### [Exercise description]
Set down the material in full. Keep every line exactly as it is.

### [Data for the task]
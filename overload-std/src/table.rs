//! HList dispatch table.
//!
//! A table is a heterogeneous list of [`Entry`] values, one per overload. Each
//! entry carries its parameter key as a type, so lookups are resolved by the
//! compiler: [`Select`] finds the entry for a key, [`Pluck`] removes it, and
//! [`Append`] adds a new one at the end. The position index (`Here` or
//! `There<I>`) is always inferred.

use std::{any::TypeId, fmt, marker::PhantomData};

use overload_core::{Call, IntoStored, ParamKey, Raw, Signature, StorageKind, Stored};

/// HList terminator - an empty table.
#[derive(Debug, Clone, Copy, Default, PartialEq, Eq)]
pub struct HNil;

/// HList cons cell - an entry followed by the rest of the table.
#[derive(Debug, Clone, Copy, Default, PartialEq, Eq)]
pub struct HCons<H, T> {
    /// The first entry.
    pub head: H,
    /// The remaining entries.
    pub tail: T,
}

impl<H, T> HCons<H, T> {
    /// Prepends `head` to `tail`.
    pub fn new(head: H, tail: T) -> Self {
        Self { head, tail }
    }
}

/// Index of the head of a table.
pub struct Here;

/// Index of an element in the tail of a table.
pub struct There<I>(PhantomData<I>);

// ============================================================================
// Entry
// ============================================================================

/// Key of signature `S`.
pub type KeyOf<S> = <S as Signature>::Key;

/// The entry a registrable value `C` is stored in.
pub type EntryOf<C> = Entry<
    KeyOf<<<C as IntoStored>::Stored as Stored>::Signature>,
    <C as IntoStored>::Stored,
>;

/// An entry holding a plain function pointer of signature `S`.
pub type RawEntry<S> = Entry<KeyOf<S>, Raw<S>>;

/// One overload: a stored callable tagged with its parameter key `K`.
///
/// `K` always equals the key of the stored callable's signature; entries can
/// only be created through [`Entry::new`] and [`entry`].
pub struct Entry<K, St> {
    stored: St,
    _key: PhantomData<fn() -> K>,
}

impl<St: Stored> Entry<KeyOf<St::Signature>, St> {
    /// Creates an entry for an already stored callable.
    pub fn new(stored: St) -> Self {
        Self {
            stored,
            _key: PhantomData,
        }
    }
}

impl<K, St> Entry<K, St> {
    /// The stored callable.
    pub fn stored(&self) -> &St {
        &self.stored
    }

    /// Unwraps the stored callable.
    pub fn into_stored(self) -> St {
        self.stored
    }
}

impl<K: 'static, St: Stored> Entry<K, St> {
    /// Runtime description of the entry.
    pub fn info(&self) -> EntryInfo {
        EntryInfo::of::<K, St>()
    }
}

impl<K, St: Clone> Clone for Entry<K, St> {
    fn clone(&self) -> Self {
        Self {
            stored: self.stored.clone(),
            _key: PhantomData,
        }
    }
}

impl<K, St: Copy> Copy for Entry<K, St> {}

impl<K: 'static, St: Stored> fmt::Debug for Entry<K, St> {
    fn fmt(&self, f: &mut fmt::Formatter<'_>) -> fmt::Result {
        f.debug_struct("Entry")
            .field("key", &ParamKey::of::<K>())
            .field("kind", &St::KIND)
            .finish()
    }
}

/// Wraps a registrable value into a table entry.
pub fn entry<C: IntoStored>(callable: C) -> EntryOf<C> {
    Entry::new(callable.into_stored())
}

/// Runtime description of one entry.
#[derive(Debug, Clone, Copy, PartialEq, Eq)]
pub struct EntryInfo {
    /// The normalized parameter key.
    pub key: ParamKey,
    /// How the callable is held.
    pub kind: StorageKind,
    /// Number of parameters.
    pub arity: usize,
}

impl EntryInfo {
    fn of<K: 'static, St: Stored>() -> Self {
        Self {
            key: ParamKey::of::<K>(),
            kind: St::KIND,
            arity: <St::Signature as Signature>::ARITY,
        }
    }
}

impl fmt::Display for EntryInfo {
    fn fmt(&self, f: &mut fmt::Formatter<'_>) -> fmt::Result {
        write!(f, "{} ({})", self.key, self.kind)
    }
}

// ============================================================================
// Table
// ============================================================================

/// Runtime view of a dispatch table.
pub trait Table {
    /// Number of entries.
    const LEN: usize;

    /// Appends a description of every entry to `out`, in table order.
    fn describe(out: &mut Vec<EntryInfo>);

    /// Whether some entry has the key identified by `id`.
    fn contains_key(id: TypeId) -> bool;

    /// Whether the entry with key `id` is the callable at address `identity`.
    fn matches(&self, id: TypeId, identity: usize) -> bool;
}

impl Table for HNil {
    const LEN: usize = 0;

    fn describe(_out: &mut Vec<EntryInfo>) {}

    fn contains_key(_id: TypeId) -> bool {
        false
    }

    fn matches(&self, _id: TypeId, _identity: usize) -> bool {
        false
    }
}

impl<K, St, T> Table for HCons<Entry<K, St>, T>
where
    K: 'static,
    St: Stored,
    T: Table,
{
    const LEN: usize = 1 + T::LEN;

    fn describe(out: &mut Vec<EntryInfo>) {
        out.push(EntryInfo::of::<K, St>());
        T::describe(out);
    }

    fn contains_key(id: TypeId) -> bool {
        TypeId::of::<K>() == id || T::contains_key(id)
    }

    fn matches(&self, id: TypeId, identity: usize) -> bool {
        if TypeId::of::<K>() == id {
            return self.head.stored.identity() == Some(identity);
        }
        self.tail.matches(id, identity)
    }
}

// ============================================================================
// Selection
// ============================================================================

/// Compile-time lookup of the entry with key `K`.
#[diagnostic::on_unimplemented(
    message = "no overload accepts arguments with key `{K}`",
    label = "no matching signature in this table",
    note = "if the key appears twice the lookup is ambiguous"
)]
pub trait Select<K, I> {
    /// Signature of the selected entry.
    type Signature: Signature;
    /// Stored callable of the selected entry.
    type Stored: Stored<Signature = Self::Signature> + Call<Self::Signature>;

    /// Borrows the selected callable.
    fn select(&self) -> &Self::Stored;
}

impl<K, St, T> Select<K, Here> for HCons<Entry<K, St>, T>
where
    St: Stored + Call<<St as Stored>::Signature>,
{
    type Signature = St::Signature;
    type Stored = St;

    #[inline]
    fn select(&self) -> &St {
        &self.head.stored
    }
}

impl<K, H, T, I> Select<K, There<I>> for HCons<H, T>
where
    T: Select<K, I>,
{
    type Signature = T::Signature;
    type Stored = T::Stored;

    #[inline]
    fn select(&self) -> &T::Stored {
        self.tail.select()
    }
}

/// Removal of the entry with key `K`.
pub trait Pluck<K, I> {
    /// The removed entry.
    type Entry;
    /// The table without it.
    type Remainder;

    /// Splits the entry off.
    fn pluck(self) -> (Self::Entry, Self::Remainder);
}

impl<K, St, T> Pluck<K, Here> for HCons<Entry<K, St>, T> {
    type Entry = Entry<K, St>;
    type Remainder = T;

    fn pluck(self) -> (Entry<K, St>, T) {
        (self.head, self.tail)
    }
}

impl<K, H, T, I> Pluck<K, There<I>> for HCons<H, T>
where
    T: Pluck<K, I>,
{
    type Entry = T::Entry;
    type Remainder = HCons<H, T::Remainder>;

    fn pluck(self) -> (T::Entry, HCons<H, T::Remainder>) {
        let (entry, rest) = self.tail.pluck();
        (entry, HCons::new(self.head, rest))
    }
}

/// Addition of an element at the end of a table.
pub trait Append<E> {
    /// The extended table.
    type Output;

    /// Appends `element`.
    fn append(self, element: E) -> Self::Output;
}

impl<E> Append<E> for HNil {
    type Output = HCons<E, HNil>;

    fn append(self, element: E) -> Self::Output {
        HCons::new(element, HNil)
    }
}

impl<H, T, E> Append<E> for HCons<H, T>
where
    T: Append<E>,
{
    type Output = HCons<H, T::Output>;

    fn append(self, element: E) -> Self::Output {
        HCons::new(self.head, self.tail.append(element))
    }
}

### [Final answer]
filename overload-std/src/table.rs
//! HList dispatch table.
//!
//! A table is a heterogeneous list of [`Entry`] values, one per overload. Each
//! entry carries its parameter key as a type, so lookups are resolved by the
//! compiler: [`Select`] finds the entry for a key, [`Pluck`] removes it, and
//! [`Append`] adds a new one at the end. The position index (`Here` or
//! `There<I>`) is always inferred.

use std::{any::TypeId, fmt, marker::PhantomData};

use overload_core::{Call, IntoStored, ParamKey, Raw, Signature, StorageKind, Stored};

/// HList terminator - an empty table.
#[derive(Debug, Clone, Copy, Default, PartialEq, Eq)]
pub struct HNil;

/// HList cons cell - an entry followed by the rest of the table.
#[derive(Debug, Clone, Copy, Default, PartialEq, Eq)]
pub struct HCons<H, T> {
    /// The first entry.
    pub head: H,
    /// The remaining entries.
    pub tail: T,
}

impl<H, T> HCons<H, T> {
    /// Prepends `head` to `tail`.
    pub fn new(head: H, tail: T) -> Self {
        Self { head, tail }
    }
}

/// Index of the head of a table.
pub struct Here;

/// Index of an element in the tail of a table.
pub struct There<I>(PhantomData<I>);

// ============================================================================
// Entry
// ============================================================================

/// Key of signature `S`.
pub type KeyOf<S> = <S as Signature>::Key;

/// The entry a registrable value `C` is stored in.
pub type EntryOf<C> = Entry<
    KeyOf<<<C as IntoStored>::Stored as Stored>::Signature>,
    <C as IntoStored>::Stored,
>;

/// An entry holding a plain function pointer of signature `S`.
pub type RawEntry<S> = Entry<KeyOf<S>, Raw<S>>;

/// One overload: a stored callable tagged with its parameter key `K`.
///
/// `K` always equals the key of the stored callable's signature; entries can
/// only be created through [`Entry::new`] and [`entry`].
pub struct Entry<K, St> {
    stored: St,
    _key: PhantomData<fn() -> K>,
}

impl<St: Stored> Entry<KeyOf<St::Signature>, St> {
    /// Creates an entry for an already stored callable.
    pub fn new(stored: St) -> Self {
        Self {
            stored,
            _key: PhantomData,
        }
    }
}

impl<K, St> Entry<K, St> {
    /// The stored callable.
    pub fn stored(&self) -> &St {
        &self.stored
    }

    /// Unwraps the stored callable.
    pub fn into_stored(self) -> St {
        self.stored
    }
}

impl<K: 'static, St: Stored> Entry<K, St> {
    /// Runtime description of the entry.
    pub fn info(&self) -> EntryInfo {
        EntryInfo::of::<K, St>()
    }
}

impl<K, St: Clone> Clone for Entry<K, St> {
    fn clone(&self) -> Self {
        Self {
            stored: self.stored.clone(),
            _key: PhantomData,
        }
    }
}

impl<K, St: Copy> Copy for Entry<K, St> {}

impl<K: 'static, St: Stored> fmt::Debug for Entry<K, St> {
    fn fmt(&self, f: &mut fmt::Formatter<'_>) -> fmt::Result {
        f.debug_struct("Entry")
            .field("key", &ParamKey::of::<K>())
            .field("kind", &St::KIND)
            .finish()
    }
}

/// Wraps a registrable value into a table entry.
pub fn entry<C: IntoStored>(callable: C) -> EntryOf<C> {
    Entry::new(callable.into_stored())
}

/// Runtime description of one entry.
#[derive(Debug, Clone, Copy, PartialEq, Eq)]
pub struct EntryInfo {
    /// The normalized parameter key.
    pub key: ParamKey,
    /// How the callable is held.
    pub kind: StorageKind,
    /// Number of parameters.
    pub arity: usize,
}

impl EntryInfo {
    fn of<K: 'static, St: Stored>() -> Self {
        Self {
            key: ParamKey::of::<K>(),
            kind: St::KIND,
            arity: <St::Signature as Signature>::ARITY,
        }
    }
}

impl fmt::Display for EntryInfo {
    fn fmt(&self, f: &mut fmt::Formatter<'_>) -> fmt::Result {
        write!(f, "{} ({})", self.key, self.kind)
    }
}

// ============================================================================
// Table
// ============================================================================

/// Runtime view of a dispatch table.
pub trait Table {
    /// Number of entries.
    const LEN: usize;

    /// Appends a description of every entry to `out`, in table order.
    fn describe(out: &mut Vec<EntryInfo>);

    /// Whether some entry has the key identified by `id`.
    fn contains_key(id: TypeId) -> bool;

    /// Whether the entry with key `id` is the callable at address `identity`.
    fn matches(&self, id: TypeId, identity: usize) -> bool;
}

impl Table for HNil {
    const LEN: usize = 0;

    fn describe(_out: &mut Vec<EntryInfo>) {}

    fn contains_key(_id: TypeId) -> bool {
        false
    }

    fn matches(&self, _id: TypeId, _identity: usize) -> bool {
        false
    }
}

impl<K, St, T> Table for HCons<Entry<K, St>, T>
where
    K: 'static,
    St: Stored,
    T: Table,
{
    const LEN: usize = 1 + T::LEN;

    fn describe(out: &mut Vec<EntryInfo>) {
        out.push(EntryInfo::of::<K, St>());
        T::describe(out);
    }

    fn contains_key(id: TypeId) -> bool {
        TypeId::of::<K>() == id || T::contains_key(id)
    }

    fn matches(&self, id: TypeId, identity: usize) -> bool {
        if TypeId::of::<K>() == id {
            return self.head.stored.identity() == Some(identity);
        }
        self.tail.matches(id, identity)
    }
}

// ============================================================================
// Selection
// ============================================================================

/// Compile-time lookup of the entry with key `K`.
#[diagnostic::on_unimplemented(
    message = "no overload accepts arguments with key `{K}`",
    label = "no matching signature in this table",
    note = "if the key appears twice the lookup is ambiguous"
)]
pub trait Select<K, I> {
    /// Signature of the selected entry.
    type Signature: Signature;
    /// Stored callable of the selected entry.
    type Stored: Stored<Signature = Self::Signature> + Call<Self::Signature>;

    /// Borrows the selected callable.
    fn select(&self) -> &Self::Stored;
}

impl<K, St, T> Select<K, Here> for HCons<Entry<K, St>, T>
where
    St: Stored + Call<<St as Stored>::Signature>,
{
    type Signature = St::Signature;
    type Stored = St;

    #[inline]
    fn select(&self) -> &St {
        &self.head.stored
    }
}

impl<K, H, T, I> Select<K, There<I>> for HCons<H, T>
where
    T: Select<K, I>,
{
    type Signature = T::Signature;
    type Stored = T::Stored;

    #[inline]
    fn select(&self) -> &T::Stored {
        self.tail.select()
    }
}

/// Removal of the entry with key `K`.
pub trait Pluck<K, I> {
    /// The removed entry.
    type Entry;
    /// The table without it.
    type Remainder;

    /// Splits the entry off.
    fn pluck(self) -> (Self::Entry, Self::Remainder);
}

impl<K, St, T> Pluck<K, Here> for HCons<Entry<K, St>, T> {
    type Entry = Entry<K, St>;
    type Remainder = T;

    fn pluck(self) -> (Entry<K, St>, T) {
        (self.head, self.tail)
    }
}

impl<K, H, T, I> Pluck<K, There<I>> for HCons<H, T>
where
    T: Pluck<K, I>,
{
    type Entry = T::Entry;
    type Remainder = HCons<H, T::Remainder>;

    fn pluck(self) -> (T::Entry, HCons<H, T::Remainder>) {
        let (entry, rest) = self.tail.pluck();
        (entry, HCons::new(self.head, rest))
    }
}

/// Addition of an element at the end of a table.
pub trait Append<E> {
    /// The extended table.
    type Output;

    /// Appends `element`.
    fn append(self, element: E) -> Self::Output;
}

impl<E> Append<E> for HNil {
    type Output = HCons<E, HNil>;

    fn append(self, element: E) -> Self::Output {
        HCons::new(element, HNil)
    }
}

impl<H, T, E> Append<E> for HCons<H, T>
where
    T: Append<E>,
{
    type Output = HCons<H, T::Output>;

    fn append(self, element: E) -> Self::Output {
        HCons::new(self.head, self.tail.append(element))
    }
}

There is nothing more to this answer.